En retour, le souffle épique de certains films américains dans lesquels la durée de musique originale dépasse parfois deux heures, la puissance orchestrale nécessaire est à l’aune de l’exigence aussi bien artistique que technique des “films-makers” avec lesquels je travaille, de David Fincher à George Clooney, de Wes Anderson à Guillermo del Toro . Votre épouse, la musicienne Dominique “Solrey” Lemonnier, travaille à vos côtés depuis de nombreuses années et a notamment créé avec vous le Traffic Quintet… Comment est-ce que vous définiriez votre collaboration ? Solrey est ma première auditrice. Elle a été mon violon solo dès mes premiers enregistrements, insufflant à l’orchestre à cordes une esthétique et une exigence hors du commun. C’est une artiste autant qu’une musicienne et c’est cela qui a construit notre collaboration musicale. Une connaissance hors du commun de la musique, une force synthétique et analytique inégalée, une écoute de chaque instant pour que mes partitions s’élèvent. Mais si l’amour de la Musique est notre ciment nous partageons la même passion, la même curiosité pour l’Art en général. Le Traffic Quintet est entièrement sa création. Je n’ai participé qu’épisodiquement à quelques transcriptions de partitions que nous aimions. Votre parcours devenu iconique a-t-il été une source d’inspiration pour un ou des jeunes compositeurs qui vous l’auraient fait savoir ?

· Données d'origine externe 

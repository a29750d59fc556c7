//! Common utilities shared across the bearer-auth crates.

#![warn(clippy::pedantic)]

/// Module for secret types that prevent accidental logging
pub mod secret;

/// Module for compact JWT structure checks and bearer header parsing
pub mod jwt;
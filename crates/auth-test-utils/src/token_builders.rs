//! Builder patterns for test data construction
//!
//! Tokens built here are signed with jsonwebtoken directly, not through the
//! service's codec, so they can stand in for tokens from any HS256 issuer.

use crate::crypto_fixtures::test_secret_bytes;
use crate::test_ids::TEST_KEY_SEED_PRIMARY;
use chrono::{DateTime, Duration, Utc};
use jsonwebtoken::{Algorithm, EncodingKey, Header};
use serde_json::{json, Map, Value};

/// Builder for creating test tokens
///
/// # Example
/// ```rust,ignore
/// let token = TestTokenBuilder::new()
///     .for_user("alice@example.com")
///     .with_claim("tenant", "blue")
///     .expires_in(Duration::seconds(60))
///     .build();
/// ```
pub struct TestTokenBuilder {
    sub: Option<String>,
    iat: i64,
    exp: i64,
    extra: Map<String, Value>,
    algorithm: Algorithm,
    secret: Vec<u8>,
}

impl TestTokenBuilder {
    /// Create a new token builder with defaults
    ///
    /// Issued now, valid for one hour, signed with the primary test secret.
    pub fn new() -> Self {
        let now = Utc::now();
        Self {
            sub: Some("test-subject@example.com".to_string()),
            iat: now.timestamp(),
            exp: (now + Duration::hours(1)).timestamp(),
            extra: Map::new(),
            algorithm: Algorithm::HS256,
            secret: test_secret_bytes(TEST_KEY_SEED_PRIMARY),
        }
    }

    /// Set the subject
    pub fn for_user(mut self, subject: &str) -> Self {
        self.sub = Some(subject.to_string());
        self
    }

    /// Leave the `sub` claim out entirely
    pub fn without_subject(mut self) -> Self {
        self.sub = None;
        self
    }

    /// Issue at `at`, keeping the current lifetime
    pub fn issued_at(mut self, at: DateTime<Utc>) -> Self {
        let lifetime = self.exp - self.iat;
        self.iat = at.timestamp();
        self.exp = self.iat + lifetime;
        self
    }

    /// Set the lifetime relative to issued-at
    pub fn expires_in(mut self, lifetime: Duration) -> Self {
        self.exp = self.iat + lifetime.num_seconds();
        self
    }

    /// Set an absolute `exp`, in seconds since the epoch
    pub fn expires_at(mut self, exp: i64) -> Self {
        self.exp = exp;
        self
    }

    /// Add an extra claim
    pub fn with_claim(mut self, name: &str, value: impl Into<Value>) -> Self {
        self.extra.insert(name.to_string(), value.into());
        self
    }

    /// Sign with the test secret for `seed` instead of the primary one
    pub fn signed_with_seed(mut self, seed: u8) -> Self {
        self.secret = test_secret_bytes(seed);
        self
    }

    /// Sign with another HMAC algorithm (HS384, HS512)
    pub fn with_algorithm(mut self, algorithm: Algorithm) -> Self {
        self.algorithm = algorithm;
        self
    }

    /// Build the claims JSON
    pub fn build_claims(&self) -> Value {
        let mut claims = self.extra.clone();
        if let Some(sub) = &self.sub {
            claims.insert("sub".to_string(), json!(sub));
        }
        claims.insert("iat".to_string(), json!(self.iat));
        claims.insert("exp".to_string(), json!(self.exp));
        Value::Object(claims)
    }

    /// Build and sign the token
    pub fn build(&self) -> String {
        jsonwebtoken::encode(
            &Header::new(self.algorithm),
            &self.build_claims(),
            &EncodingKey::from_secret(&self.secret),
        )
        .expect("Failed to sign test token")
    }
}

impl Default for TestTokenBuilder {
    fn default() -> Self {
        Self::new()
    }
}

Je préfère rester modeste à ce sujet. Ma prochaine partition est toujours ce qui me préoccupe et je préfère ne pas regarder en arrière. Lorsque je croise parfois des spectateurs qui me disent que mes partitions les ont émus, alors j’ai peut-être réussi un petit quelque chose. C’est la plus belle récompense qui soit. Et si cela a déclenché des vocations j’en suis aussi très heureux. Qu’est-ce qu’une bonne musique de film ?
Il n’y a pas de règles. Chaque compositeur a son esthétique et il la met au service de la vision d’un metteur en scène. C’est cet équilibre qui est le plus difficile : conserver une intégrité artistique et musicale dans une oeuvre collective. Cela s’apprend, au fil des collaborations. S’écarter du cliché et de l’attendu est bien sûr la règle numéro un. Aller chercher l’invisible. Le calage musical imprévisible, la retenue, l’économie de moyens. Mais aussi toujours tenter d’écrire une musique qui peut survivre au film. Qui tient debout, seule. Enfin je veux toujours respecter les musiciens qui vont l’enregistrer et que je dirige en studio en leur apportant autant que faire se peut une vraie matière musicale. Qu’elles sont les difficultés rencontrées lorsque vous créez un concert à partir d’une nomenclature de musique de film ? C’est un problème récurrent surtout avec des partitions à la nomenclature insolite: 12 flutes dans “Shape of water” de Guillermo del Toro, un orchestre de balalaikas dans “Grand Budapest Hotel” de Wes Anderson, du bouzouki et du baglama dans “La Venus à la fourrure” de Roman Polanski… Il faut pour le concert symphonique ré-imaginer un son qui soit un écho de l’orchestration originale. C’est parfois un véritable casse-tête.